━━ Supplied material ━━
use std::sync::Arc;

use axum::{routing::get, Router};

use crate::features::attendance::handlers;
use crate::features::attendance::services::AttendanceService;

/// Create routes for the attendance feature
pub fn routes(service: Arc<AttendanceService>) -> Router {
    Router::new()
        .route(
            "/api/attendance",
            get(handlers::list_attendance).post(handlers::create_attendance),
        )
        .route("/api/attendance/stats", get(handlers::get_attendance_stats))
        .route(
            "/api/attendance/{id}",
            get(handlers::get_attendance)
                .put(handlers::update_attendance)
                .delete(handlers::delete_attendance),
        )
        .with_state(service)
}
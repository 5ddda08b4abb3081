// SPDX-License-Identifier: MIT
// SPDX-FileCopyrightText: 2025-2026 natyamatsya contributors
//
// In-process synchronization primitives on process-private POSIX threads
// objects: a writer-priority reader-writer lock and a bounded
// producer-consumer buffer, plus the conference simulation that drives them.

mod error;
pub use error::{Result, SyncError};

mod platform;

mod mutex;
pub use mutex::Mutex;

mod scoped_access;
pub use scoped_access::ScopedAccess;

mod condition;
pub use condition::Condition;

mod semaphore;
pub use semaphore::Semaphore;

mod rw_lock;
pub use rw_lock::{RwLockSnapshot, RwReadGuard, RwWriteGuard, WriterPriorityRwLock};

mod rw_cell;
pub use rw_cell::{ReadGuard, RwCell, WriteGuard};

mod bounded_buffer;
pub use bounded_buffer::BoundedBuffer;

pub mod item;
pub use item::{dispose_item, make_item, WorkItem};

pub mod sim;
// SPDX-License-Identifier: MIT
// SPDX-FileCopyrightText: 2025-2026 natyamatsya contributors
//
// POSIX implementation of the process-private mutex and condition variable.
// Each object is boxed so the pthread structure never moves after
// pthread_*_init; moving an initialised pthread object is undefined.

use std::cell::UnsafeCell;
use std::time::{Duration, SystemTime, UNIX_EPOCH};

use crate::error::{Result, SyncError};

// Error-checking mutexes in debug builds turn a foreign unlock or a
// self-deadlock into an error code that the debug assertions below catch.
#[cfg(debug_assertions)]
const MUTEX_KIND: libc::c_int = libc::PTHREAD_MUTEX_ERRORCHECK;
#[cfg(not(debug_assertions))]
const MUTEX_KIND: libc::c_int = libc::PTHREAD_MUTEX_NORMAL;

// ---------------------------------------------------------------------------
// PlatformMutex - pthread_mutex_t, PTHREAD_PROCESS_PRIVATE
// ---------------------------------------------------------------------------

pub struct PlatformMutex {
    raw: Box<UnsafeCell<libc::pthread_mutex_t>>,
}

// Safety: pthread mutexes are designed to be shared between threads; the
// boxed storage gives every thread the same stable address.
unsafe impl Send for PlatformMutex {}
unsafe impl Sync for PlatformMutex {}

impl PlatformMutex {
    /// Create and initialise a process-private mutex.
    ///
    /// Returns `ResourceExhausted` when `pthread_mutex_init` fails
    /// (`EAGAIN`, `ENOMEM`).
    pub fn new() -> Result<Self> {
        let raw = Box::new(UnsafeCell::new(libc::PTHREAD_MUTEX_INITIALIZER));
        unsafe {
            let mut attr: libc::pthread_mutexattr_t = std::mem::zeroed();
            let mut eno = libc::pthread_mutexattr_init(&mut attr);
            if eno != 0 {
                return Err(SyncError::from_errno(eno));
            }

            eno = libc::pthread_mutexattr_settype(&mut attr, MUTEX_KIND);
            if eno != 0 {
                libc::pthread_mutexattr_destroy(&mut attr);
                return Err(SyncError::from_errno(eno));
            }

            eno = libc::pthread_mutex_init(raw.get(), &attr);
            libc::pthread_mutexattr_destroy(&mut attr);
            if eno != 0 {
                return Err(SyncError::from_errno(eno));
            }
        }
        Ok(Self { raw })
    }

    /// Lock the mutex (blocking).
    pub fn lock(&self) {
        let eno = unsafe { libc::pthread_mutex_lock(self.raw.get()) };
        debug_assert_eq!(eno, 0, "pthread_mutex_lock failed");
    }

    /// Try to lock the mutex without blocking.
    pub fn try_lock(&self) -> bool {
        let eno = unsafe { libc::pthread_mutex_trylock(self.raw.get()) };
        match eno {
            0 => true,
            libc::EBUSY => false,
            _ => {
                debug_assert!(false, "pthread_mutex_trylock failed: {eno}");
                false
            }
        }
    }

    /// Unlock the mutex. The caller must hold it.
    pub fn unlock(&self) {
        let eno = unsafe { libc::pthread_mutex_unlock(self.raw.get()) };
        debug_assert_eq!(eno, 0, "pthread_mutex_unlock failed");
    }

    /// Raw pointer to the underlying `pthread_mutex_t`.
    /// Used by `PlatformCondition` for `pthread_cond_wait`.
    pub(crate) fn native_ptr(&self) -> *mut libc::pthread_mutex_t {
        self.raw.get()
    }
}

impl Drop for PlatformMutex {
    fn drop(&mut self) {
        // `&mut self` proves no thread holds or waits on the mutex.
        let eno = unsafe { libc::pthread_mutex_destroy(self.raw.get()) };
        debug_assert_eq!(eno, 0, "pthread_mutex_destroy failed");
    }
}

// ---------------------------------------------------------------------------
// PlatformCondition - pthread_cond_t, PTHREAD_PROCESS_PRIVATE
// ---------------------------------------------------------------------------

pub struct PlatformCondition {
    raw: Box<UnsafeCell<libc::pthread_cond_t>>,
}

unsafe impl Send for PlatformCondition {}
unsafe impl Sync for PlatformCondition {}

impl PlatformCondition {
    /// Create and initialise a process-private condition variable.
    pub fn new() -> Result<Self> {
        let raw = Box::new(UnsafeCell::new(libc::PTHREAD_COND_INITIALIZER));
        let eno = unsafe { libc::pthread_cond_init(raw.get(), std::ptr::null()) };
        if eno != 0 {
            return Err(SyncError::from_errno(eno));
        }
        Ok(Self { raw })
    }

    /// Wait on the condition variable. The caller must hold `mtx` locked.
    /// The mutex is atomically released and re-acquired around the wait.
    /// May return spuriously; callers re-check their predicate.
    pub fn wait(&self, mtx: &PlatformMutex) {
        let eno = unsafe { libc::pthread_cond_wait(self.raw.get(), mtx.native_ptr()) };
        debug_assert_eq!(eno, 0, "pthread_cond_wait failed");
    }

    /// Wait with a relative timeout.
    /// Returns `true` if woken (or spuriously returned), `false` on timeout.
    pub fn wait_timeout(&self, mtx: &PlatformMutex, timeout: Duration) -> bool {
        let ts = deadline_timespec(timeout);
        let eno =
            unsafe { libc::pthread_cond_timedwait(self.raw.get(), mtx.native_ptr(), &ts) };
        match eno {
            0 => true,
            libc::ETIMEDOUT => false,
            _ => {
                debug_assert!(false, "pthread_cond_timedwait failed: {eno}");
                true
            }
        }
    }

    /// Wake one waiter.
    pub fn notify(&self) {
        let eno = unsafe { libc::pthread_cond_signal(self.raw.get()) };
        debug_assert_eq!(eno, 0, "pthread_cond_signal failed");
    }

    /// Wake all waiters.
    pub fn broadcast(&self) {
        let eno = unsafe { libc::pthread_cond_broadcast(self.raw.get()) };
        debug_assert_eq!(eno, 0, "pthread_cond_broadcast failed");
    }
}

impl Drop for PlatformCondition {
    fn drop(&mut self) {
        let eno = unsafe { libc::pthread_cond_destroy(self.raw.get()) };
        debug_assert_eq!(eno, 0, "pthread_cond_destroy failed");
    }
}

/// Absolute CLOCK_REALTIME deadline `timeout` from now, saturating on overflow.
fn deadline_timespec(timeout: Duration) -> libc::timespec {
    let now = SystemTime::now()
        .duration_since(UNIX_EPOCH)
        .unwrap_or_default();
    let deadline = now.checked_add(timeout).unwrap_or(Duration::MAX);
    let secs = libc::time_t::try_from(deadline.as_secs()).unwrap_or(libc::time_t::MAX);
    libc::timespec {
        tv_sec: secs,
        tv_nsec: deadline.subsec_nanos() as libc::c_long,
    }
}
━━━
■ **Aim of the task**:
Lines above with the string "Send" need to be found and copied.

■ **Answer section**:
unsafe impl Send for PlatformMutex {}
unsafe impl Send for PlatformCondition {}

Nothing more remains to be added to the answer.